C'est l'ancien banquier qui vous parle : il est évident que les banquiers vont être pragmatiques et vont mettre en place des plans d'amortissement pour ceux qui ne pourront pas rembourser intégralement. Tout le monde ne pourra pas rembourser la trésorerie par définition, c'est évident. D'ailleurs, ces mesures d'amortissement seront peut-être orchestrées par le Gouvernement : Bruno Le Maire a reçu les banquiers pour qu'ils s'engagent à reporter le remboursement d'un an et à regarder avec bienveillance les amortissements éventuels.
Cela ne réglera pas toutes les situations, mais cela réglera les meilleures en tout cas. Malheureusement, ceux qui ne retrouverons pas d'activité à l'issue de la pandémie iront inévitablement en procédure collective. Nous nous sommes mis en ordre de marche et nous nous attendons à avoir une arrivée extraordinaire des procédures collectives d'ici le début 2022.

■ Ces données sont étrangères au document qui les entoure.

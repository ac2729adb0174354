use config::{Config, ConfigError, Environment, File};
use serde::Deserialize;
use std::env;
use std::time::Duration;

use crate::delivery::DispatchLimits;

#[derive(Debug, Clone, Deserialize)]
pub struct Settings {
    #[serde(default)]
    pub engine: EngineConfig,
    #[serde(default)]
    pub otel: OtelConfig,
}

/// Engine-wide dispatch tunables. Per-run behavior (retry policy, batching,
/// escalation) comes from the caller's configuration instead.
#[derive(Debug, Clone, Deserialize)]
pub struct EngineConfig {
    /// Maximum pairs in flight at once within a batch
    #[serde(default = "default_max_concurrent_sends")]
    pub max_concurrent_sends: usize,
    /// Overall per-attempt timeout in milliseconds
    #[serde(default = "default_delivery_timeout_ms")]
    pub delivery_timeout_ms: u64,
    /// Ceiling applied to computed retry delays in milliseconds
    #[serde(default = "default_max_retry_delay_ms")]
    pub max_retry_delay_ms: u64,
    /// Hard cap on attempts per pair
    #[serde(default = "default_max_attempts_cap")]
    pub max_attempts_cap: u32,
}

fn default_max_concurrent_sends() -> usize {
    64
}

fn default_delivery_timeout_ms() -> u64 {
    30_000 // 30 seconds
}

fn default_max_retry_delay_ms() -> u64 {
    300_000 // 5 minutes
}

fn default_max_attempts_cap() -> u32 {
    10
}

/// OpenTelemetry configuration
#[derive(Debug, Clone, Deserialize)]
pub struct OtelConfig {
    /// Enable OpenTelemetry tracing
    #[serde(default)]
    pub enabled: bool,
    /// OTLP gRPC endpoint
    #[serde(default = "default_otel_endpoint")]
    pub endpoint: String,
    /// Service name in traces
    #[serde(default = "default_otel_service_name")]
    pub service_name: String,
    /// Trace sampling ratio (0.0-1.0)
    #[serde(default = "default_otel_sampling_ratio")]
    pub sampling_ratio: f64,
}

fn default_otel_endpoint() -> String {
    "http://localhost:4317".to_string()
}

fn default_otel_service_name() -> String {
    "courier-engine".to_string()
}

fn default_otel_sampling_ratio() -> f64 {
    1.0
}

impl Settings {
    pub fn new() -> Result<Self, ConfigError> {
        // Load .env file if exists
        let _ = dotenvy::dotenv();

        let run_mode = env::var("RUN_MODE").unwrap_or_else(|_| "development".into());

        let builder = Config::builder()
            // Start with default values
            .set_default("engine.max_concurrent_sends", 64)?
            .set_default("engine.delivery_timeout_ms", 30_000)?
            .set_default("engine.max_retry_delay_ms", 300_000)?
            .set_default("engine.max_attempts_cap", 10)?
            .set_default("otel.enabled", false)?
            .set_default("otel.endpoint", "http://localhost:4317")?
            .set_default("otel.service_name", "courier-engine")?
            .set_default("otel.sampling_ratio", 1.0)?
            // Load config file if exists
            .add_source(File::with_name("config/default").required(false))
            .add_source(File::with_name(&format!("config/{}", run_mode)).required(false))
            // Load from environment variables
            // ENGINE_MAX_CONCURRENT_SENDS, OTEL_ENABLED, etc.
            .add_source(
                Environment::default()
                    .separator("_")
                    .try_parsing(true)
                    .list_separator(","),
            );

        builder.build()?.try_deserialize()
    }
}

impl EngineConfig {
    /// View as orchestrator limits.
    pub fn dispatch_limits(&self) -> DispatchLimits {
        DispatchLimits {
            max_concurrent_sends: self.max_concurrent_sends.max(1),
            delivery_timeout: Duration::from_millis(self.delivery_timeout_ms),
            max_retry_delay_ms: self.max_retry_delay_ms,
            max_attempts_cap: self.max_attempts_cap.max(1),
        }
    }
}

impl Default for EngineConfig {
    fn default() -> Self {
        Self {
            max_concurrent_sends: default_max_concurrent_sends(),
            delivery_timeout_ms: default_delivery_timeout_ms(),
            max_retry_delay_ms: default_max_retry_delay_ms(),
            max_attempts_cap: default_max_attempts_cap(),
        }
    }
}

impl Default for OtelConfig {
    fn default() -> Self {
        Self {
            enabled: false,
            endpoint: default_otel_endpoint(),
            service_name: default_otel_service_name(),
            sampling_ratio: default_otel_sampling_ratio(),
        }
    }
}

Au vu de son tissu économique, le Douaisis risque-t-il d'être plus impacté que d'autres territoires ?
Pas selon moi, parce que le territoire est moins touristique. Notre secteur café-hôtellerie-restaurant dépend beaucoup des entreprises. Donc, lorsque nos entreprises vont repartir, ce secteur repartira également. Ce serait moins évident si nous étions sur la côte et que nous devions attendre des touristes. L'industrie, quant à elle, continue à travailler. Le Douaisis fait beaucoup de maintenance industrielle. Le plan de relance va aussi générer des meilleures chances de s'en sortir.

Vous restez donc optimiste ?
Évidemment. La crise a malgré tout été gérée sans catastrophe financière. On doit donc pouvoir gérer la reprise d'une manière très positive. Je suis président du TC, mon travail sera plutôt du côté des procédures collectives et j'aurai donc le mauvais rôle, mais on essaiera d'accompagner au mieux les chefs d'entreprise. Le volet social est très important.

En quoi consistera cet accompagnement ? 
L'homme, plus que le droit, est naturellement au centre du TC et de la procédure. Le chef d'entreprise est jugé par ses pairs : ce sont des chefs d'entreprise qui jugent d'autres chefs d'entreprise et connaissent leurs tourments.
Il y a une morosité ambiante qui a rendu le deuxième confinement encore plus compliqué à supporter que le premier. Nous avons donc décidé d'adhérer au dispositif Apesa pour nous occuper des personnes en souffrance psychologique. Nous sommes actuellement à la recherche de financement pour mettre en place cette association et faire la passerelle entre les entrepreneurs et les psychologues. Mon objectif est que tout soit effectif au premier trimestre 2021.

Avez-vous un dernier conseil à transmettre aux entrepreneurs pour affronter l'année à venir ?
Je leur dirais : n'attendez pas pour venir nous voir. Si votre entreprise ne va pas pour des raisons «hors-Covid», n'attendez pas que les aides gouvernementales couvrent le problème. Si vous vous apercevez que votre activité ne pourra pas repartir dans tous les cas, il ne faut pas attendre pour la cesser. Nos tribunaux restent ouverts. Il y a des audiences toutes les semaines. Il ne faut pas hésiter à venir nous voir, car arrêter une activité maintenant sera toujours effectué dans de meilleures conditions qu'en plein milieu d'une vague de dossiers.
Le rôle du tribunal n'est pas d'aider, le rôle du tribunal est de juger. Mais quand justice sera rendue, tout le monde se portera mieux.